→ **WHAT IS BEING ASKED**
The expected output is the set of lines below beginning at the one that contains "opaque credential material." and ending at the final line, reproduced exactly.

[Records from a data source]
--- --- ---

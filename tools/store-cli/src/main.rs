//! Store CLI - Command line storefront.
//!
//! Commands:
//! - `store products` - List every product
//! - `store categories` - List the catalog's categories
//! - `store category <name>` - List the products in a category
//! - `store product <id>` - Show one product
//! - `store search <text>` - Search product names and descriptions
//! - `store shop` - Interactive session with a cart and checkout

mod commands;
mod config;
mod context;
mod output;

use anyhow::Result;
use clap::{Parser, Subcommand};
use store_observability::{init_logging, LogLevel};

use commands::{CategoryArgs, ProductArgs, ProductsArgs, SearchArgs};

/// Store CLI - Browse the catalog and shop from the terminal
#[derive(Parser)]
#[command(name = "store")]
#[command(author, version, about, long_about = None)]
#[command(propagate_version = true)]
struct Cli {
    /// Enable verbose output
    #[arg(short, long, global = true)]
    verbose: bool,

    /// Use JSON output format
    #[arg(long, global = true)]
    json: bool,

    /// Config file path
    #[arg(short, long, global = true)]
    config: Option<String>,

    /// Read products from a JSON fixture instead of the content store
    #[arg(long, global = true, value_name = "FIXTURE")]
    catalog: Option<String>,

    #[command(subcommand)]
    command: Commands,
}

#[derive(Subcommand)]
enum Commands {
    /// List every product
    Products(ProductsArgs),

    /// List the catalog's categories
    Categories,

    /// List the products in one category
    Category(CategoryArgs),

    /// Show one product
    Product(ProductArgs),

    /// Search product names and descriptions
    Search(SearchArgs),

    /// Start an interactive shopping session
    Shop,
}

#[tokio::main(flavor = "current_thread")]
async fn main() -> Result<()> {
    let cli = Cli::parse();

    // Setup output formatting
    let output = output::Output::new(cli.verbose, cli.json);

    // Load config
    let ctx = context::Context::load(cli.config.as_deref(), cli.catalog.as_deref(), output)?;

    let mut log_config = ctx.config.logging.clone();
    if cli.verbose {
        log_config.level = log_config.level.min(LogLevel::Debug);
    }
    if let Err(e) = init_logging(&log_config) {
        ctx.output.warn(&e.to_string());
    }

    // Execute command
    let result = match cli.command {
        Commands::Products(args) => commands::browse::products(args, &ctx).await,
        Commands::Categories => commands::browse::categories(&ctx).await,
        Commands::Category(args) => commands::browse::category(args, &ctx).await,
        Commands::Product(args) => commands::browse::product(args, &ctx).await,
        Commands::Search(args) => commands::browse::search(args, &ctx).await,
        Commands::Shop => commands::shop::run(&ctx).await,
    };

    if let Err(e) = result {
        ctx.output.error(&format!("{:#}", e));
        std::process::exit(1);
    }

    Ok(())
}

#[cfg(test)]
mod tests {
    use super::*;
    use clap::CommandFactory;

    #[test]
    fn test_cli_definition() {
        Cli::command().debug_assert();
    }

    #[test]
    fn test_global_flags_after_subcommand() {
        let cli = Cli::try_parse_from([
            "store",
            "category",
            "Chair",
            "--catalog",
            "fixture.json",
            "--json",
        ])
        .unwrap();

        assert!(cli.json);
        assert_eq!(cli.catalog.as_deref(), Some("fixture.json"));
        match cli.command {
            Commands::Category(args) => assert_eq!(args.name, "Chair"),
            _ => panic!("expected category command"),
        }
    }
}
//! Output formatting for the CLI.

use console::style;
use indicatif::{ProgressBar, ProgressStyle};
use store_commerce::catalog::Product;
use store_commerce::Money;

/// Output handler for CLI messages.
#[derive(Clone)]
pub struct Output {
    verbose: bool,
    json: bool,
}

impl Output {
    /// Create a new output handler.
    pub fn new(verbose: bool, json: bool) -> Self {
        Self { verbose, json }
    }

    /// Print an info message.
    pub fn info(&self, msg: &str) {
        if self.json {
            return;
        }
        println!("{} {}", style("ℹ").blue(), msg);
    }

    /// Print a success message.
    pub fn success(&self, msg: &str) {
        if self.json {
            return;
        }
        println!("{} {}", style("✓").green(), msg);
    }

    /// Print a warning message.
    pub fn warn(&self, msg: &str) {
        if self.json {
            return;
        }
        eprintln!("{} {}", style("⚠").yellow(), msg);
    }

    /// Print an error message.
    pub fn error(&self, msg: &str) {
        if self.json {
            eprintln!("{}", serde_json::json!({ "error": msg }));
            return;
        }
        eprintln!("{} {}", style("✗").red(), style(msg).red());
    }

    /// Print a debug message (only in verbose mode).
    pub fn debug(&self, msg: &str) {
        if !self.verbose || self.json {
            return;
        }
        eprintln!("{} {}", style("→").dim(), style(msg).dim());
    }

    /// Print a header/title.
    pub fn header(&self, msg: &str) {
        if self.json {
            return;
        }
        println!("\n{}", style(msg).bold().underlined());
    }

    /// Print JSON output.
    pub fn json<T: serde::Serialize>(&self, value: &T) {
        if let Ok(json) = serde_json::to_string_pretty(value) {
            println!("{}", json);
        }
    }

    /// Print a key-value pair.
    pub fn kv(&self, key: &str, value: &str) {
        if self.json {
            return;
        }
        println!("  {}: {}", style(key).dim(), value);
    }

    /// Print a list item.
    pub fn list_item(&self, item: &str) {
        if self.json {
            return;
        }
        println!("  {} {}", style("•").dim(), item);
    }

    /// Print a table row.
    pub fn table_row(&self, cols: &[&str], widths: &[usize]) {
        if self.json {
            return;
        }
        let formatted: Vec<String> = cols
            .iter()
            .zip(widths.iter())
            .map(|(col, width)| format!("{:width$}", col, width = width))
            .collect();
        println!("  {}", formatted.join("  "));
    }

    /// Print products as a table.
    pub fn product_table(&self, products: &[&Product]) {
        const WIDTHS: [usize; 5] = [10, 28, 12, 10, 10];
        self.table_row(&["ID", "NAME", "CATEGORY", "PRICE", "STOCK"], &WIDTHS);
        for product in products {
            let price = price_label(product);
            let stock = stock_label(product.stock_level);
            self.table_row(
                &[
                    product.id.as_str(),
                    product.name.as_str(),
                    product.category.as_str(),
                    price.as_str(),
                    stock.as_str(),
                ],
                &WIDTHS,
            );
        }
    }

    /// Create a spinner for indeterminate progress.
    pub fn spinner(&self, msg: &str) -> ProgressBar {
        if self.json {
            return ProgressBar::hidden();
        }

        let pb = ProgressBar::new_spinner();
        if let Ok(spinner_style) = ProgressStyle::default_spinner().template("{spinner:.green} {msg}") {
            pb.set_style(spinner_style);
        }
        pb.set_message(msg.to_string());
        pb.enable_steady_tick(std::time::Duration::from_millis(100));
        pb
    }

    /// Check if JSON mode is enabled.
    pub fn is_json(&self) -> bool {
        self.json
    }
}

/// Price column text; discounted products show the sale price and percentage.
pub fn price_label(product: &Product) -> String {
    if product.discount_percentage <= 0.0 {
        return product.price.display();
    }
    format!(
        "{} (-{}%)",
        product.discounted_price().display(),
        product.discount_percentage
    )
}

/// Stock column text.
pub fn stock_label(stock_level: u32) -> String {
    match stock_level {
        0 => "sold out".to_string(),
        n => n.to_string(),
    }
}

/// Styled money for totals.
pub fn money_label(amount: &Money) -> String {
    style(amount.display()).bold().to_string()
}
//! Single product page.

use crate::cart::CartStore;
use crate::catalog::{load_product, CatalogReader, Product, ProductLookup};
use crate::ids::ProductId;
use crate::views::{FetchTicket, TeardownHandle, ViewLifecycle};

/// View model for `/product/{id}`.
#[derive(Debug)]
pub struct ProductDetailView {
    product_id: ProductId,
    cart: CartStore,
    lifecycle: ViewLifecycle,
    lookup: Option<ProductLookup>,
}

impl ProductDetailView {
    /// Create the view for one product id.
    pub fn new(product_id: impl Into<ProductId>, cart: CartStore) -> Self {
        Self {
            product_id: product_id.into(),
            cart,
            lifecycle: ViewLifecycle::new("product_detail"),
            lookup: None,
        }
    }

    /// Id being shown.
    pub fn product_id(&self) -> &ProductId {
        &self.product_id
    }

    /// Start a catalog read.
    pub fn begin_fetch(&mut self) -> FetchTicket {
        self.lifecycle.begin_fetch()
    }

    /// Store a finished lookup. Returns false when the result was stale.
    pub fn apply(&mut self, ticket: FetchTicket, lookup: ProductLookup) -> bool {
        if !self.lifecycle.accepts(ticket) {
            return false;
        }
        self.lookup = Some(lookup);
        true
    }

    /// Look the product up and store it if the view is still current.
    pub async fn refresh<R>(&mut self, reader: &R) -> bool
    where
        R: CatalogReader + ?Sized,
    {
        let ticket = self.begin_fetch();
        let lookup = load_product(reader, &self.product_id).await;
        self.apply(ticket, lookup)
    }

    /// Lookup result; None while loading.
    pub fn lookup(&self) -> Option<&ProductLookup> {
        self.lookup.as_ref()
    }

    /// The product, once found.
    pub fn product(&self) -> Option<&Product> {
        self.lookup.as_ref().and_then(ProductLookup::product)
    }

    /// Add the shown product to the cart. Returns false if nothing is shown.
    pub fn add_to_cart(&self) -> bool {
        match self.product() {
            Some(product) => {
                self.cart.add_to_cart(product);
                true
            }
            None => false,
        }
    }

    /// Handle for unmounting the view from navigation code.
    pub fn teardown_handle(&self) -> TeardownHandle {
        self.lifecycle.teardown_handle()
    }
}

#[cfg(test)]
mod tests {
    use super::*;
    use crate::catalog::InMemoryCatalog;
    use crate::money::{Currency, Money};

    fn catalog() -> InMemoryCatalog {
        InMemoryCatalog::new(vec![Product::new(
            "7",
            "Lamp",
            Money::new(4200, Currency::USD),
        )
        .with_discount(10.0)])
    }

    #[tokio::test]
    async fn test_found_product_can_be_added() {
        let cart = CartStore::new();
        let mut view = ProductDetailView::new("7", cart.clone());
        assert!(view.lookup().is_none());

        view.refresh(&catalog()).await;
        assert_eq!(view.product().map(|p| p.discounted_price().amount_cents), Some(3780));
        assert!(view.add_to_cart());
        assert_eq!(cart.total_quantity(), 1);
    }

    #[tokio::test]
    async fn test_missing_product() {
        let cart = CartStore::new();
        let mut view = ProductDetailView::new("8", cart.clone());
        view.refresh(&catalog()).await;

        assert_eq!(view.lookup(), Some(&ProductLookup::NotFound));
        assert!(!view.add_to_cart());
        assert!(cart.cart().is_empty());
    }
}
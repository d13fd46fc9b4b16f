//! Logging for the storefront tools.
//!
//! This crate provides:
//! - `LogLevel` / `LogFormat` - Configurable log settings
//! - `init_logging` - Global `tracing` subscriber installation

mod logging;

pub use logging::*;
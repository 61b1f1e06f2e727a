//! Password hashing collaborator contract.
//!
//! # Responsibility
//! - Define the seam through which user creation obtains credential hashes.
//!
//! # Invariants
//! - The core never stores or compares plaintext passwords.
//! - Hash output is opaque; the core performs no validation of its format.

use std::error::Error;
use std::fmt::{Display, Formatter};

/// Failure reported by a hashing backend.
///
/// The core neither interprets nor retries these; they propagate to the
/// caller unchanged.
#[derive(Debug, Clone, PartialEq, Eq)]
pub struct PasswordHashError {
    /// Backend-supplied failure description.
    pub reason: String,
}

impl PasswordHashError {
    pub fn new(reason: impl Into<String>) -> Self {
        Self {
            reason: reason.into(),
        }
    }
}

impl Display for PasswordHashError {
    fn fmt(&self, f: &mut Formatter<'_>) -> std::fmt::Result {
        write!(f, "password hashing failed: {}", self.reason)
    }
}

impl Error for PasswordHashError {}

/// Hashing backend consumed as a black box during user creation.
///
/// Invoked exactly once per created user.
pub trait PasswordHasher {
    /// Hashes a raw password into opaque credential material.
    fn hash(&self, raw_password: &str) -> Result<String, PasswordHashError>;
}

--- --- ---

→ **SOLVED EXERCISE**
    /// Hashes a raw password into opaque credential material.
    fn hash(&self, raw_password: &str) -> Result<String, PasswordHashError>;
}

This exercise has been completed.